Not sure where they came from. To me they looked like maybe hard drive motors from what i remember. The guy had a lot of them, he has probably got rid of by now
An idea.. when u line up 3 containers to pour into..leave the middle for last and it should get a better pour...correct
all is fine and dandy to sell for profit, but finding scrap copper around my neck of the woods makes it work out to about $.05 usd an hour
I even came up with realistic fool's gold bars you might try. The following metals are iron pyrite; brass; copper; zinc; tin and aluminum. This is something I came up with this kind of suggestion.
having a HOT mold and cooling slowly is XERY important to having a smooth sided ingot
You mention the mold was too cool, leaving pits on the bottom. Would keeping the molds over a suitable charcoal fire during the pour leave them smoother?
I bet it would be easier to judge your mass by level of the molds instead by the crucible.

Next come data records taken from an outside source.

//! `SeaORM` Entity for accounting_periods table.

use sea_orm::entity::prelude::*;
use serde::{Deserialize, Serialize};

use super::sea_orm_active_enums::PeriodStatus;

#[derive(Clone, Debug, PartialEq, DeriveEntityModel, Eq, Serialize, Deserialize)]
#[sea_orm(table_name = "accounting_periods")]
pub struct Model {
    #[sea_orm(primary_key, auto_increment = false)]
    pub id: Uuid,
    pub name: String,
    pub start_date: Date,
    pub end_date: Date,
    pub status: PeriodStatus,
    pub closed_at: Option<DateTimeWithTimeZone>,
    pub created_at: DateTimeWithTimeZone,
}

#[derive(Copy, Clone, Debug, EnumIter, DeriveRelation)]
pub enum Relation {}

impl ActiveModelBehavior for ActiveModel {}
//! Reconciliation.
//!
//! The journal is authoritative. [`check_journal_integrity`] reports damage
//! in the journal itself; [`Reconciler`] rebuilds balances and mirrors from it
//! and clears the posting engine's repair queue.

pub mod integrity;
pub mod reconciler;

pub use integrity::{JournalIntegrityReport, check_journal_integrity};
pub use reconciler::{ReconciliationReport, Reconciler};
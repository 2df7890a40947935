//! `SeaORM` Entity for journal_lines table.

use sea_orm::entity::prelude::*;
use serde::{Deserialize, Serialize};

#[derive(Clone, Debug, PartialEq, DeriveEntityModel, Eq, Serialize, Deserialize)]
#[sea_orm(table_name = "journal_lines")]
pub struct Model {
    #[sea_orm(primary_key, auto_increment = false)]
    pub id: Uuid,
    pub entry_id: Uuid,
    pub account_id: Uuid,
    pub line_number: i32,
    #[sea_orm(column_type = "Decimal(Some((20, 4)))")]
    pub debit: Decimal,
    #[sea_orm(column_type = "Decimal(Some((20, 4)))")]
    pub credit: Decimal,
    pub description: Option<String>,
    pub created_at: DateTimeWithTimeZone,
}

#[derive(Copy, Clone, Debug, EnumIter, DeriveRelation)]
pub enum Relation {
    #[sea_orm(
        belongs_to = "super::journal_entries::Entity",
        from = "Column::EntryId",
        to = "super::journal_entries::Column::Id"
    )]
    JournalEntries,
    #[sea_orm(
        belongs_to = "super::accounts::Entity",
        from = "Column::AccountId",
        to = "super::accounts::Column::Id"
    )]
    Accounts,
}

impl Related<super::journal_entries::Entity> for Entity {
    fn to() -> RelationDef {
        Relation::JournalEntries.def()
    }
}

impl Related<super::accounts::Entity> for Entity {
    fn to() -> RelationDef {
        Relation::Accounts.def()
    }
}

impl ActiveModelBehavior for ActiveModel {}
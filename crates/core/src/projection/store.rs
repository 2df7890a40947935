//! Persistence seam for projected balances.

use std::future::Future;

use saldo_shared::types::AccountId;

use super::balance::AccountBalance;
use crate::ledger::LedgerError;

/// Read access to projected balances, for mirrors and reports.
pub trait BalanceReader: Send + Sync {
    /// Balance of one account, `None` if never projected.
    fn get(
        &self,
        account_id: AccountId,
    ) -> impl Future<Output = Result<Option<AccountBalance>, LedgerError>> + Send;

    /// Every projected balance.
    fn all(&self) -> impl Future<Output = Result<Vec<AccountBalance>, LedgerError>> + Send;
}

/// Write access, held only by the [`BalanceProjector`](super::BalanceProjector).
pub trait BalanceStore: BalanceReader {
    /// Replaces the balance of `balance.account_id`.
    fn put(&self, balance: AccountBalance) -> impl Future<Output = Result<(), LedgerError>> + Send;
}
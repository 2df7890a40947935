use std::collections::HashMap;

use chrono::{DateTime, Utc};
use rust_decimal::Decimal;
use saldo_shared::types::{AccountId, CashBankId};
use tokio::sync::RwLock;

use crate::mirror::{CashBank, CashBankStore, MirrorError};

/// Cash/bank registers held in memory.
#[derive(Debug, Default)]
pub struct MemoryCashBankStore {
    registers: RwLock<HashMap<CashBankId, CashBank>>,
}

impl MemoryCashBankStore {
    /// Creates an empty store.
    #[must_use]
    pub fn new() -> Self {
        Self::default()
    }

    /// Adds or replaces a register as given, without the link check.
    pub async fn insert(&self, register: CashBank) {
        self.registers.write().await.insert(register.id, register);
    }
}

impl CashBankStore for MemoryCashBankStore {
    async fn find(&self, id: CashBankId) -> Result<Option<CashBank>, MirrorError> {
        Ok(self.registers.read().await.get(&id).cloned())
    }

    async fn find_by_account(&self, account_id: AccountId) -> Result<Option<CashBank>, MirrorError> {
        Ok(self
            .registers
            .read()
            .await
            .values()
            .find(|register| register.account_id == Some(account_id))
            .cloned())
    }

    async fn linked(&self) -> Result<Vec<CashBank>, MirrorError> {
        let mut linked: Vec<CashBank> = self
            .registers
            .read()
            .await
            .values()
            .filter(|register| register.account_id.is_some())
            .cloned()
            .collect();
        linked.sort_by(|a, b| a.code.cmp(&b.code));
        Ok(linked)
    }

    async fn set_account(&self, id: CashBankId, account_id: AccountId) -> Result<CashBank, MirrorError> {
        let mut registers = self.registers.write().await;
        if !registers.contains_key(&id) {
            return Err(MirrorError::RegisterNotFound(id));
        }
        if let Some(existing) = registers
            .values()
            .find(|register| register.id != id && register.account_id == Some(account_id))
        {
            return Err(MirrorError::AccountAlreadyMirrored {
                account_id,
                existing: existing.id,
            });
        }
        let register = registers.get_mut(&id).ok_or(MirrorError::RegisterNotFound(id))?;
        register.account_id = Some(account_id);
        Ok(register.clone())
    }

    async fn write_balance(
        &self,
        id: CashBankId,
        balance: Decimal,
        synced_at: DateTime<Utc>,
    ) -> Result<CashBank, MirrorError> {
        let mut registers = self.registers.write().await;
        let register = registers.get_mut(&id).ok_or(MirrorError::RegisterNotFound(id))?;
        register.balance = balance;
        register.balance_synced_at = Some(synced_at);
        Ok(register.clone())
    }
}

*Little hint, use wire wheel in reverse as much as forward and never push down too hard. Throw them away when the bounce like the one in this video*
We get more at a scrap yard for the ignots compared to just the wire well worth melting it for scrap here
Don't take the ingots out of the mold until your ready to pour the next ones.
So, I'm absolutely on board in believing that these acquire a premium on Fleabay, or other such sites. Curious: have you considered creating a counter-stamp of some sort? Maybe with a logo, and information on the weight?
do you need to add flux or something to absorb any non copper added to the wire?